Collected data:
################

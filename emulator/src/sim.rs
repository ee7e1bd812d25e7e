//! Simulated inverter fleet.
//!
//! [`SimRadio`] answers every transmission by depositing frames into the
//! packet ring, the way the receive interrupt would. [`SimPayload`]
//! reassembles those frames per slot. Frames are laid out as
//! `[0x95, slot, id, data.., xor]`, where bit 7 of `id` marks the last
//! fragment and `xor` covers every preceding byte.

use std::fmt;

use dtu_core::clock::TimeSource;
use dtu_core::config::MAX_NUM_INVERTERS;
use dtu_core::inverter::{DevControlCmd, InfoCommand, ProductionRecord, RadioAddress, TxCommand};
use dtu_core::radio::{AssembledSlots, PacketError, Payload, Radio};
use dtu_core::rx::{PacketRing, RxPacket};
use dtu_core::stats::Statistics;

const FRAME_TYPE: u8 = 0x95;
const LAST_FRAGMENT: u8 = 0x80;
const FRAGMENTS_PER_ANSWER: u8 = 3;
const RX_CHANNELS: [u8; 5] = [3, 23, 40, 61, 75];

/// How a simulated inverter answers.
#[derive(Clone, Copy, Debug, Default, Eq, PartialEq)]
pub enum Behaviour {
    #[default]
    Healthy,
    Silent,
    /// Answers without the middle fragment.
    Partial,
    /// Answers with broken checksums.
    Corrupt,
}

impl Behaviour {
    pub fn from_tag(tag: &str) -> Option<Self> {
        [
            Behaviour::Healthy,
            Behaviour::Silent,
            Behaviour::Partial,
            Behaviour::Corrupt,
        ]
        .into_iter()
        .find(|behaviour| behaviour.label().eq_ignore_ascii_case(tag))
    }

    pub fn label(self) -> &'static str {
        match self {
            Behaviour::Healthy => "healthy",
            Behaviour::Silent => "silent",
            Behaviour::Partial => "partial",
            Behaviour::Corrupt => "corrupt",
        }
    }
}

impl fmt::Display for Behaviour {
    fn fmt(&self, f: &mut fmt::Formatter<'_>) -> fmt::Result {
        f.write_str(self.label())
    }
}

#[derive(Clone, Copy, Debug)]
struct SimInverter {
    address: RadioAddress,
    behaviour: Behaviour,
    ac_power_dw: u32,
}

/// Radio side of the simulation.
pub struct SimRadio<'r> {
    ring: &'r PacketRing,
    inverters: [Option<SimInverter>; MAX_NUM_INVERTERS],
    link_up: bool,
    channel: usize,
    transmissions: usize,
    dropped_frames: usize,
}

impl<'r> SimRadio<'r> {
    pub fn new(ring: &'r PacketRing) -> Self {
        Self {
            ring,
            inverters: [None; MAX_NUM_INVERTERS],
            link_up: true,
            channel: 0,
            transmissions: 0,
            dropped_frames: 0,
        }
    }

    /// Places a simulated inverter behind `slot`.
    pub fn attach(&mut self, slot: usize, address: RadioAddress, ac_power_dw: u32) {
        if let Some(entry) = self.inverters.get_mut(slot) {
            *entry = Some(SimInverter {
                address,
                behaviour: Behaviour::Healthy,
                ac_power_dw,
            });
        }
    }

    /// Returns `false` when nothing is attached to `slot`.
    pub fn set_behaviour(&mut self, slot: usize, behaviour: Behaviour) -> bool {
        match self.inverters.get_mut(slot) {
            Some(Some(inverter)) => {
                inverter.behaviour = behaviour;
                true
            }
            _ => false,
        }
    }

    pub fn behaviour(&self, slot: usize) -> Option<Behaviour> {
        self.inverters
            .get(slot)
            .copied()
            .flatten()
            .map(|inverter| inverter.behaviour)
    }

    pub fn set_link(&mut self, up: bool) {
        self.link_up = up;
    }

    pub fn transmissions(&self) -> usize {
        self.transmissions
    }

    pub fn dropped_frames(&self) -> usize {
        self.dropped_frames
    }

    fn answer(&mut self, address: RadioAddress, command: TxCommand) {
        self.transmissions += 1;
        let Some((slot, inverter)) = self
            .inverters
            .iter()
            .enumerate()
            .find_map(|(slot, entry)| {
                entry
                    .filter(|inverter| inverter.address == address)
                    .map(|inverter| (slot, inverter))
            })
        else {
            return;
        };

        let slot = u8::try_from(slot).unwrap_or(u8::MAX);
        for id in 1..=FRAGMENTS_PER_ANSWER {
            let skip = match inverter.behaviour {
                Behaviour::Silent => true,
                Behaviour::Partial => id == 2,
                Behaviour::Healthy | Behaviour::Corrupt => false,
            };
            if skip {
                continue;
            }

            let mut frame = build_fragment(slot, id, command, inverter.ac_power_dw);
            if let (Behaviour::Corrupt, Some(check)) = (inverter.behaviour, frame.last_mut()) {
                *check ^= 0xFF;
            }
            let packet = RxPacket::new(RX_CHANNELS[self.channel], &frame);
            if self.ring.push(packet).is_err() {
                self.dropped_frames += 1;
            }
        }
    }
}

fn build_fragment(slot: u8, id: u8, command: TxCommand, ac_power_dw: u32) -> Vec<u8> {
    let marker = if id == FRAGMENTS_PER_ANSWER {
        id | LAST_FRAGMENT
    } else {
        id
    };
    let mut frame = vec![FRAME_TYPE, slot, marker];
    if id == 1 && command == TxCommand::Info(InfoCommand::RealTimeRunData) {
        frame.extend_from_slice(&ac_power_dw.to_be_bytes());
    } else {
        frame.push(0);
    }
    let check = frame.iter().fold(0, |acc, byte| acc ^ byte);
    frame.push(check);
    frame
}

impl Radio for SimRadio<'_> {
    fn is_link_connected(&self) -> bool {
        self.link_up
    }

    /// Sweeps the receive channels; a full sweep makes the radio ready.
    fn switch_channel(&mut self) -> bool {
        self.channel = (self.channel + 1) % RX_CHANNELS.len();
        self.channel == 0
    }

    fn validate_and_unpack(&mut self, packet: &mut RxPacket) -> Result<usize, PacketError> {
        let frame = packet.frame();
        let Some((&check, body)) = frame.split_last() else {
            return Err(PacketError::Corrupt);
        };
        if body.len() < 3 || body[0] != FRAME_TYPE {
            return Err(PacketError::Corrupt);
        }
        if body.iter().fold(0, |acc, byte| acc ^ byte) != check {
            return Err(PacketError::Corrupt);
        }
        Ok(body.len())
    }

    fn send_control_packet(
        &mut self,
        address: RadioAddress,
        command: DevControlCmd,
        _limit: [u16; 2],
    ) {
        self.answer(address, TxCommand::Control(command));
    }

    fn send_time_packet(
        &mut self,
        address: RadioAddress,
        command: InfoCommand,
        _last_timestamp: u32,
        _alarm_index: u16,
    ) {
        self.answer(address, TxCommand::Info(command));
    }
}

#[derive(Clone, Copy, Debug, Default)]
struct AssemblyWindow {
    active: bool,
    timestamp: u32,
    command: Option<TxCommand>,
    received: u8,
    last_id: Option<u8>,
    max_id: u8,
    retransmits: u8,
    complete: bool,
    ac_power_dw: Option<u32>,
}

impl AssemblyWindow {
    fn all_received(&self) -> bool {
        self.last_id
            .is_some_and(|last| (1..=last).all(|id| self.received & (1 << id) != 0))
    }
}

/// Per-slot fragment reassembly.
#[derive(Debug, Default)]
pub struct SimPayload {
    windows: [AssemblyWindow; MAX_NUM_INVERTERS],
    records: [Option<ProductionRecord>; MAX_NUM_INVERTERS],
    alarm_indices: [Option<u16>; MAX_NUM_INVERTERS],
}

impl SimPayload {
    pub fn new() -> Self {
        Self::default()
    }
}

impl Payload for SimPayload {
    fn is_complete(&self, slot: usize) -> bool {
        self.windows.get(slot).is_some_and(|window| window.complete)
    }

    fn advance_assembly(
        &mut self,
        force_final: bool,
        max_retransmits: u8,
        stats: &mut Statistics,
    ) -> AssembledSlots {
        let mut assembled = AssembledSlots::new();
        for (slot, window) in self.windows.iter_mut().enumerate() {
            if !window.active || window.complete {
                continue;
            }

            if window.all_received() {
                window.complete = true;
                stats.record_success();
                match window.command {
                    Some(TxCommand::Info(InfoCommand::RealTimeRunData)) => {
                        self.records[slot] = Some(ProductionRecord {
                            timestamp: window.timestamp,
                            ac_power_dw: window.ac_power_dw.unwrap_or(0),
                        });
                    }
                    // Every alarm readout moves the simulated log one entry on.
                    Some(TxCommand::Info(InfoCommand::AlarmData | InfoCommand::AlarmUpdate)) => {
                        let next = self.alarm_indices[slot].map_or(0, |index| index.wrapping_add(1));
                        self.alarm_indices[slot] = Some(next);
                    }
                    _ => {}
                }
                let _ = assembled.push(slot);
            } else if force_final && window.max_id > 0 && window.retransmits < max_retransmits {
                window.retransmits += 1;
            }
        }
        assembled
    }

    fn reset_window(&mut self, slot: usize, timestamp: u32) {
        if let Some(window) = self.windows.get_mut(slot) {
            *window = AssemblyWindow {
                active: true,
                timestamp,
                ..AssemblyWindow::default()
            };
        }
    }

    fn record_transmitted_command(&mut self, slot: usize, command: TxCommand) {
        if let Some(window) = self.windows.get_mut(slot) {
            window.command = Some(command);
        }
    }

    fn max_observed_packet_id(&self, slot: usize) -> u8 {
        self.windows.get(slot).map_or(0, |window| window.max_id)
    }

    fn retransmit_count(&self, slot: usize) -> u8 {
        self.windows.get(slot).map_or(0, |window| window.retransmits)
    }

    fn add_fragment(&mut self, frame: &[u8]) {
        let [_, slot, marker, data @ ..] = frame else {
            return;
        };
        let Some(window) = self.windows.get_mut(usize::from(*slot)) else {
            return;
        };
        let id = marker & !LAST_FRAGMENT;
        if !window.active || id == 0 || id > 7 {
            return;
        }

        window.received |= 1 << id;
        window.max_id = window.max_id.max(id);
        if marker & LAST_FRAGMENT != 0 {
            window.last_id = Some(id);
        }
        if let ([a, b, c, d], 1) = (data, id) {
            window.ac_power_dw = Some(u32::from_be_bytes([*a, *b, *c, *d]));
        }
    }

    fn latest_record(&self, slot: usize) -> Option<ProductionRecord> {
        self.records.get(slot).copied().flatten()
    }

    fn alarm_index(&self, slot: usize) -> Option<u16> {
        self.alarm_indices.get(slot).copied().flatten()
    }
}

/// Network time as seen from the virtual clock.
#[derive(Clone, Copy, Debug, Default)]
pub struct SimClock {
    anchor: Option<(u32, u64)>,
    now_ms: u64,
}

impl SimClock {
    /// Anchors `epoch` at the current virtual time; `None` takes the source offline.
    pub fn set_epoch(&mut self, epoch: Option<u32>) {
        self.anchor = epoch.map(|epoch| (epoch, self.now_ms));
    }

    pub fn advance_to(&mut self, now_ms: u64) {
        self.now_ms = now_ms;
    }
}

impl TimeSource for SimClock {
    fn fetch_epoch(&mut self) -> Option<u32> {
        let (epoch, anchored_ms) = self.anchor?;
        let elapsed = self.now_ms.saturating_sub(anchored_ms) / 1_000;
        Some(epoch.saturating_add(u32::try_from(elapsed).unwrap_or(u32::MAX)))
    }
}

################

> **WORK REQUEST**
Reproduce exactly every line that sits between the start of the entries and the line bearing "const FRAGMENTS_PER_ANSWER: u8 = 3;", counting both of those lines.

> **FINAL ANSWER**
filename emulator/src/sim.rs
repository ee7e1bd812d25e7e
//! Simulated inverter fleet.
//!
//! [`SimRadio`] answers every transmission by depositing frames into the
//! packet ring, the way the receive interrupt would. [`SimPayload`]
//! reassembles those frames per slot. Frames are laid out as
//! `[0x95, slot, id, data.., xor]`, where bit 7 of `id` marks the last
//! fragment and `xor` covers every preceding byte.

use std::fmt;

use dtu_core::clock::TimeSource;
use dtu_core::config::MAX_NUM_INVERTERS;
use dtu_core::inverter::{DevControlCmd, InfoCommand, ProductionRecord, RadioAddress, TxCommand};
use dtu_core::radio::{AssembledSlots, PacketError, Payload, Radio};
use dtu_core::rx::{PacketRing, RxPacket};
use dtu_core::stats::Statistics;

const FRAME_TYPE: u8 = 0x95;
const LAST_FRAGMENT: u8 = 0x80;
const FRAGMENTS_PER_ANSWER: u8 = 3;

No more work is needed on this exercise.